History

In 1999 Bradley Road Baptist Church celebrated its centenary. The following is a short history of the church compiled by Mr Brinley Hughes, a long-standing member of the church.

In the latter half of this the twentieth century, Wrexham has seen the development of housing estates such as Erddig, Borras, Bryn Offa etc. These estates have, as yet, retained their names whereas there was a housing development in the latter half of the nineteenth century the name of which is hardly ever heard these days. This is the area around Bradley Road and Victoria Road known as Newtown. It was out of a need for the spiritual well-being of the people of Newtown that members of Chester Street Baptist Church decided to erect a Mission Church in this area. This concern led to the birth of Bradley Road Baptist Church.

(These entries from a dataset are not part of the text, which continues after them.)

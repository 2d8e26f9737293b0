use serde::Serialize;
use std::collections::{BTreeMap, BTreeSet, HashMap};
use std::sync::{Arc, Mutex as StdMutex};
use tokio::sync::Mutex;
use tracing::{error, info, warn};

use super::adapter::translate;
use super::client::WorkbenchAdmin;
use super::error::WorkbenchError;
use super::fingerprint::fingerprint;
use crate::database::{ConnectionKey, ConnectionStore, RemoteConnection};
use crate::platform::{DbService, PlatformDirectory};

/// A desired connection: the service it points at and its current fingerprint
#[derive(Debug, Clone)]
pub struct DesiredConnection {
    pub service: DbService,
    pub fingerprint: String,
}

#[derive(Debug, Clone, PartialEq, Eq)]
pub enum Change {
    Create { key: ConnectionKey },
    Update { key: ConnectionKey, remote_id: String },
    Delete { key: ConnectionKey, remote_id: String },
}

#[derive(Debug, Clone, Serialize)]
pub struct KeyFailure {
    pub key: String,
    pub error: String,
}

/// Outcome of one reconciliation pass
#[derive(Debug, Clone, Default, Serialize)]
pub struct ReconcileReport {
    pub user_id: String,
    pub created: Vec<String>,
    pub updated: Vec<String>,
    pub deleted: Vec<String>,
    pub failed: Vec<KeyFailure>,
    pub verified: bool,
    pub rebound: bool,
    pub converged: bool,
}

impl ReconcileReport {
    fn new(user_id: &str) -> Self {
        Self {
            user_id: user_id.to_string(),
            converged: true,
            ..Default::default()
        }
    }

    pub fn applied_changes(&self) -> bool {
        !(self.created.is_empty() && self.updated.is_empty() && self.deleted.is_empty())
    }

    fn fail(&mut self, key: &ConnectionKey, error: impl ToString) {
        let error = error.to_string();
        warn!("Reconciliation of {} failed: {}", key, error);
        self.failed.push(KeyFailure {
            key: key.to_string(),
            error,
        });
    }
}

/// Desired set: active services the user may see, keyed per purpose
pub fn desired_state(
    user_id: &str,
    authorized: Vec<crate::platform::AuthorizedService>,
) -> BTreeMap<ConnectionKey, DesiredConnection> {
    authorized
        .into_iter()
        .filter(|a| a.service.active)
        .map(|a| {
            let key = ConnectionKey::new(&a.service.id, &a.purpose, user_id);
            let fingerprint = fingerprint(&a.service);
            (
                key,
                DesiredConnection {
                    service: a.service,
                    fingerprint,
                },
            )
        })
        .collect()
}

/// Diff desired against cached state, in key order: creates and updates for
/// desired keys, then deletes for keys that are only cached
pub fn plan(
    desired: &BTreeMap<ConnectionKey, DesiredConnection>,
    actual: &BTreeMap<ConnectionKey, RemoteConnection>,
) -> Vec<Change> {
    let mut changes = Vec::new();

    for (key, wanted) in desired {
        match actual.get(key) {
            None => changes.push(Change::Create { key: key.clone() }),
            Some(row) if row.fingerprint != wanted.fingerprint => changes.push(Change::Update {
                key: key.clone(),
                remote_id: row.remote_connection_id.clone(),
            }),
            Some(_) => {}
        }
    }

    for (key, row) in actual {
        if !desired.contains_key(key) {
            changes.push(Change::Delete {
                key: key.clone(),
                remote_id: row.remote_connection_id.clone(),
            });
        }
    }

    changes
}

/// Keeps a user's workbench connections equal to what the platform grants.
///
/// Passes for the same user are serialized; different users run concurrently.
pub struct ConnectionReconciler {
    directory: Arc<dyn PlatformDirectory>,
    store: Arc<dyn ConnectionStore>,
    admin: Arc<dyn WorkbenchAdmin>,
    verify_every_login: bool,
    user_locks: StdMutex<HashMap<String, Arc<Mutex<()>>>>,
}

impl ConnectionReconciler {
    pub fn new(
        directory: Arc<dyn PlatformDirectory>,
        store: Arc<dyn ConnectionStore>,
        admin: Arc<dyn WorkbenchAdmin>,
        verify_every_login: bool,
    ) -> Self {
        Self {
            directory,
            store,
            admin,
            verify_every_login,
            user_locks: StdMutex::new(HashMap::new()),
        }
    }

    /// Run one pass for `user_id`.
    ///
    /// Errors only when the desired or cached state cannot be read; per-key
    /// failures are reported in the returned report.
    pub async fn reconcile(&self, user_id: &str) -> Result<ReconcileReport, WorkbenchError> {
        let lock = self.user_lock(user_id);
        let result = {
            let _guard = lock.lock().await;
            self.reconcile_locked(user_id).await
        };
        drop(lock);
        self.release_user_lock(user_id);

        if let Err(e) = &result {
            error!("Reconciliation for {} aborted: {}", user_id, e);
        }
        result
    }

    async fn reconcile_locked(&self, user_id: &str) -> Result<ReconcileReport, WorkbenchError> {
        let authorized = self.directory.authorized_services(user_id).await?;
        let desired = desired_state(user_id, authorized);
        let actual: BTreeMap<ConnectionKey, RemoteConnection> = self
            .store
            .list_for_user(user_id)
            .await?
            .into_iter()
            .map(|row| (row.key(), row))
            .collect();

        let mut report = ReconcileReport::new(user_id);

        if desired.is_empty() {
            if !actual.is_empty() {
                self.clear_user(user_id, &actual, &mut report).await?;
            }
            return Ok(report);
        }

        for change in plan(&desired, &actual) {
            self.apply(&change, &desired, &mut report).await;
        }

        if report.applied_changes() || self.verify_every_login {
            self.verify(user_id, &desired, &mut report).await?;
        }

        info!(
            "Reconciled {}: {} created, {} updated, {} deleted, {} failed{}",
            user_id,
            report.created.len(),
            report.updated.len(),
            report.deleted.len(),
            report.failed.len(),
            if report.rebound { ", rebound" } else { "" }
        );
        Ok(report)
    }

    /// Nothing is granted any more: one bulk revoke instead of per-key deletes
    async fn clear_user(
        &self,
        user_id: &str,
        actual: &BTreeMap<ConnectionKey, RemoteConnection>,
        report: &mut ReconcileReport,
    ) -> Result<(), WorkbenchError> {
        if let Err(e) = self.admin.set_user_connections(user_id, &[]).await {
            for key in actual.keys() {
                report.fail(key, &e);
            }
            report.converged = false;
            return Ok(());
        }

        let removed = self.store.delete_for_user(user_id).await?;
        report.deleted = actual.keys().map(ToString::to_string).collect();
        info!("Revoked all {} workbench connection(s) of {}", removed, user_id);
        Ok(())
    }

    async fn apply(
        &self,
        change: &Change,
        desired: &BTreeMap<ConnectionKey, DesiredConnection>,
        report: &mut ReconcileReport,
    ) {
        match change {
            Change::Create { key } => {
                let Some(wanted) = desired.get(key) else { return };
                let config = match translate(&wanted.service, &key.purpose, &key.user_id) {
                    Ok(config) => config,
                    Err(e) => return report.fail(key, e),
                };
                let remote_id = match self.admin.create_connection(&key.user_id, &config).await {
                    Ok(id) => id,
                    Err(e) => return report.fail(key, e),
                };
                let row = RemoteConnection::new(key.clone(), remote_id, &wanted.fingerprint);
                match self.store.upsert(&row).await {
                    Ok(()) => report.created.push(key.to_string()),
                    Err(e) => report.fail(key, e),
                }
            }
            Change::Update { key, remote_id } => {
                let Some(wanted) = desired.get(key) else { return };
                let config = match translate(&wanted.service, &key.purpose, &key.user_id) {
                    Ok(config) => config,
                    Err(e) => return report.fail(key, e),
                };
                if let Err(e) = self.admin.update_connection(remote_id, &config).await {
                    return report.fail(key, e);
                }
                let row = RemoteConnection::new(key.clone(), remote_id, &wanted.fingerprint);
                match self.store.upsert(&row).await {
                    Ok(()) => report.updated.push(key.to_string()),
                    Err(e) => report.fail(key, e),
                }
            }
            Change::Delete { key, remote_id } => {
                if let Err(e) = self.admin.delete_connection(remote_id).await {
                    return report.fail(key, e);
                }
                match self.store.delete(key).await {
                    Ok(()) => report.deleted.push(key.to_string()),
                    Err(e) => report.fail(key, e),
                }
            }
        }
    }

    /// Read back the user's granted ids and rebind once if they drifted
    async fn verify(
        &self,
        user_id: &str,
        desired: &BTreeMap<ConnectionKey, DesiredConnection>,
        report: &mut ReconcileReport,
    ) -> Result<(), WorkbenchError> {
        let expected: Vec<String> = self
            .store
            .list_for_user(user_id)
            .await?
            .into_iter()
            .filter(|row| desired.contains_key(&row.key()))
            .map(|row| row.remote_connection_id)
            .collect();

        report.verified = true;
        let remote = match self.admin.user_connection_ids(user_id).await {
            Ok(ids) => ids,
            Err(e) => {
                warn!("Cannot read workbench grants of {}: {}", user_id, e);
                report.converged = false;
                return Ok(());
            }
        };

        if Drift::between(&expected, &remote).is_none() {
            return Ok(());
        }

        warn!("Workbench grants of {} drifted, rebinding {} connection(s)", user_id, expected.len());
        report.rebound = true;
        if let Err(e) = self.admin.set_user_connections(user_id, &expected).await {
            warn!("Rebind for {} failed: {}", user_id, e);
            report.converged = false;
            return Ok(());
        }

        let after = match self.admin.user_connection_ids(user_id).await {
            Ok(ids) => ids,
            Err(e) => {
                warn!("Cannot re-read workbench grants of {}: {}", user_id, e);
                report.converged = false;
                return Ok(());
            }
        };
        if let Some(drift) = Drift::between(&expected, &after) {
            let err = WorkbenchError::DriftConvergence {
                user: user_id.to_string(),
                missing: drift.missing,
                unexpected: drift.unexpected,
            };
            warn!("{}; left for next login", err);
            report.converged = false;
        }
        Ok(())
    }

    fn user_lock(&self, user_id: &str) -> Arc<Mutex<()>> {
        let mut locks = self.user_locks.lock().unwrap_or_else(|p| p.into_inner());
        locks.entry(user_id.to_string()).or_default().clone()
    }

    /// Forget the lock once no pass holds or waits on it
    fn release_user_lock(&self, user_id: &str) {
        let mut locks = self.user_locks.lock().unwrap_or_else(|p| p.into_inner());
        if locks.get(user_id).is_some_and(|l| Arc::strong_count(l) == 1) {
            locks.remove(user_id);
        }
    }
}

#[derive(Debug, PartialEq, Eq)]
struct Drift {
    missing: Vec<String>,
    unexpected: Vec<String>,
}

impl Drift {
    /// `None` when `remote` holds exactly the expected ids, each once
    fn between(expected: &[String], remote: &[String]) -> Option<Drift> {
        let want: BTreeSet<&String> = expected.iter().collect();
        let have: BTreeSet<&String> = remote.iter().collect();
        let missing: Vec<String> = want.difference(&have).map(|s| s.to_string()).collect();
        let unexpected: Vec<String> = have.difference(&want).map(|s| s.to_string()).collect();

        if missing.is_empty() && unexpected.is_empty() && expected.len() == remote.len() {
            None
        } else {
            Some(Drift { missing, unexpected })
        }
    }
}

G. Vernon Price, a member of Chester Street and local historian, wrote in his book entitled “The Old Meeting”

“The church had conceived it to be her duty in conjunction with other sections of the Christian Church in the town to provide for the spiritual needs of this people who were continually teeming into the new neighbourhood of Newtown. A suitable site for a Mission Chapel consisting of 991 square yards of land with a frontage of 80 feet to Bradley Road was, therefore purchased for £148.”

This purchase as stated in the conveyance was made on the 18th November, 1895. The transaction was between the widow and agents of the late Benjamin Piercy of Marchwiel and the Rev. John Hobson Thomas the Minister of Chester Street Church and others of his congregation, namely John Davies of Victoria Road, William Jones of Percy Road, Edward John Roberts of Bersham Road, Thomas Searell of Rhosddu, William Thomas of Hill Street and Robert Carey Thursfield of Fairy Road. It is interesting to note that most of these lived in Newtown, the proposed church’s catchment area.

It was these people with other worshippers who were committed to the building of Bradley Road. Their first intention was to build a schoolroom followed by a chapel but G. Vernon Price reports

“The object in view was to build first a schoolroom and ultimately a Chapel in front but it was decided later to erect the Chapel first.”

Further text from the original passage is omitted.